Centenary Gate Jamia Millia Islamia | Wikimedia Commons

By Heena Fatima

New Delhi: Allegations of non-Muslims’ religious conversion at Jamia Millia Islamia (JMI) have ignited outrage among the university’s students and faculty, who have accused Hindutva groups of tarnishing the university’s reputation by fomenting controversy on campus.

“This is happening due to the interference of Hindutva organisations in the university. It is being done solely to defame the institution,” said Mohammed Alfauz Azmi a PhD scholar at Jamia Millia Islamia. Azmi is associated with the Fraternity Movement, the student wing of the Welfare Party of India, advocating democracy, social justice, and fraternity.

“Nothing of this sort happens here,” he said, questioning the evidence behind such conversion claims.

A report released on 15 November by Call for Justice, a Delhi-based social and not-for-profit trust, has alleged that Jamia engages in “discrimination of non-Muslims and conversions of non-Muslims”, highlighting a pattern of bias at the institution. It highlights instances of discrimination against non-Muslim students and faculty, with testimonies revealing widespread bias and prejudice based on religious identity.

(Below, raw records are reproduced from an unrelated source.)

//! Error types for the gateway.

use thiserror::Error;

/// Result type alias using [`GatewayError`].
pub type Result<T> = std::result::Result<T, GatewayError>;

/// Errors raised while setting up or running the gateway.
#[derive(Error, Debug)]
pub enum GatewayError {
    /// Configuration file not found.
    #[error("Configuration file not found: {path}")]
    ConfigNotFound { path: String },

    /// Configuration validation error.
    #[error("Configuration validation failed: {0}")]
    ConfigValidation(String),

    /// Error from the shared plumbing (Zenoh, decoding, config loading).
    #[error(transparent)]
    Common(#[from] skyrelay_common::Error),

    /// Zenoh subscription or publication error.
    #[error("Zenoh error: {0}")]
    Zenoh(String),

    /// HTTP client construction error.
    #[error("HTTP client error: {0}")]
    HttpClient(#[from] reqwest::Error),

    /// Batch encoding error.
    #[error("Failed to encode batch: {0}")]
    Encode(#[from] serde_json::Error),
}

impl GatewayError {
    /// Create a configuration validation error.
    pub fn validation(msg: impl Into<String>) -> Self {
        Self::ConfigValidation(msg.into())
    }
}

impl From<zenoh::Error> for GatewayError {
    fn from(err: zenoh::Error) -> Self {
        Self::Zenoh(err.to_string())
    }
}
//! SkyRelay Common Library
//!
//! Shared plumbing for the SkyRelay gateway:
//!
//! - [`config`] - JSON5 configuration loading, Zenoh and logging sections
//! - [`serialization`] - JSON/CBOR payload decoding with format detection
//! - [`session`] - Zenoh session management
//! - [`keyexpr`] - Topic name to key expression normalisation
//! - [`error`] - Error types

pub mod config;
pub mod error;
pub mod keyexpr;
pub mod serialization;
pub mod session;

pub use config::{LogFormat, LoggingConfig, ZenohConfig, load_config, parse_config};
pub use error::{Error, Result};
pub use keyexpr::topic_to_key_expr;
pub use serialization::{Format, decode, decode_auto, detect_format};
pub use session::connect;

/// Initialize tracing with the given configuration.
///
/// `RUST_LOG` takes precedence over the configured level. Calling this twice
/// returns an error instead of panicking.
///
/// ```ignore
/// use skyrelay_common::{LoggingConfig, LogFormat, init_tracing};
///
/// let config = LoggingConfig {
///     level: "debug".to_string(),
///     format: LogFormat::Json,
/// };
/// init_tracing(&config)?;
/// ```
pub fn init_tracing(config: &LoggingConfig) -> Result<()> {
    use tracing_subscriber::{EnvFilter, fmt, prelude::*};

    let filter = EnvFilter::try_from_default_env()
        .or_else(|_| EnvFilter::try_new(&config.level))
        .map_err(|e| Error::Config(format!("Invalid log level '{}': {}", config.level, e)))?;

    let registry = tracing_subscriber::registry().with(filter);

    let installed = match config.format {
        LogFormat::Text => registry.with(fmt::layer()).try_init(),
        LogFormat::Json => registry.with(fmt::layer().json()).try_init(),
    };

    installed.map_err(|e| Error::Config(format!("Failed to initialize tracing: {}", e)))
}
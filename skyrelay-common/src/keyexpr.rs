use crate::error::{Error, Result};

/// Convert a ROS-style topic name into a Zenoh key expression.
///
/// Leading and trailing slashes are dropped, so `/all_uavs_gps` maps to
/// `all_uavs_gps` and `/fleet/gps/` to `fleet/gps`. Wildcards (`*`, `**`)
/// are passed through untouched.
///
/// # Example
/// ```
/// use skyrelay_common::keyexpr::topic_to_key_expr;
///
/// assert_eq!(topic_to_key_expr("/all_uavs_gps").unwrap(), "all_uavs_gps");
/// ```
pub fn topic_to_key_expr(topic: &str) -> Result<String> {
    let trimmed = topic.trim_matches('/');

    if trimmed.is_empty() {
        return Err(Error::KeyExpr(format!("topic '{}' is empty", topic)));
    }

    if trimmed.contains("//") {
        return Err(Error::KeyExpr(format!(
            "topic '{}' contains an empty segment",
            topic
        )));
    }

    if trimmed.chars().any(|c| c.is_whitespace() || matches!(c, '?' | '#' | '$')) {
        return Err(Error::KeyExpr(format!(
            "topic '{}' contains characters not allowed in a key expression",
            topic
        )));
    }

    Ok(trimmed.to_string())
}
//! Zenoh to HTTP telemetry gateway for UAV fleets.
//!
//! Subscribes to fleet GPS telemetry on Zenoh, converts each message into a
//! collector batch and POSTs it to the backend's batch endpoint.
//!
//! # Architecture
//!
//! ```text
//! ┌─────────────────┐     ┌──────────┐     ┌─────────┐     ┌────────────┐     ┌───────────┐
//! │  Zenoh Network  │────>│ Receiver │────>│  Queue  │────>│ Dispatcher │────>│ Collector │
//! │ (/all_uavs_gps) │     │ (convert)│     │ (1000)  │     │  (retry)   │     │ HTTP POST │
//! └─────────────────┘     └──────────┘     └─────────┘     └────────────┘     └───────────┘
//! ```
//!
//! The receiver runs in the subscriber's delivery context and never blocks
//! on the network. The dispatcher is the only task doing I/O towards the
//! collector, so at most one request is in flight.
//!
//! # Usage
//!
//! ```bash
//! skyrelay-gateway --config gateway.json5
//! ```
//!
//! See [`config::GatewayConfig`] for configuration options.

pub mod config;
pub mod convert;
pub mod dispatcher;
pub mod error;
pub mod model;
pub mod queue;
pub mod receiver;
pub mod schema;
pub mod stats;
pub mod status;
pub mod subscriber;
pub mod timestamp;

pub use config::GatewayConfig;
pub use dispatcher::{DeliveryError, DeliveryOutcome, Dispatcher, HttpCollector, RetryPolicy};
pub use error::{GatewayError, Result};
pub use model::{TelemetryBatch, UnitRecord};
pub use queue::{BatchQueue, SharedQueue};
pub use receiver::Receiver;
pub use schema::MessageSchema;
pub use stats::{SharedStatistics, Statistics, StatsSnapshot};
pub use status::{GatewayStatus, StatusReporter};
pub use subscriber::TelemetrySubscriber;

Speaking to The Sunday Guardian, Ravi Harjai, the NGO’s founder, said that the report is based on interviews with nearly 60 individuals. He spoke about instances of non-Muslim students being denied hostels, facing stipend delays, and receiving threats to convert. Harjai also highlighted a demographic shift, noting that Muslims constitute 90 percent of the institution, compared to a 50 percent reservation for Muslims in 2011.

Nadeem Ahmed, Assistant Professor at Kirori Mal College and a member of the fact-finding team, claimed that complaints of conversion have been emerging from Jamia since 2005.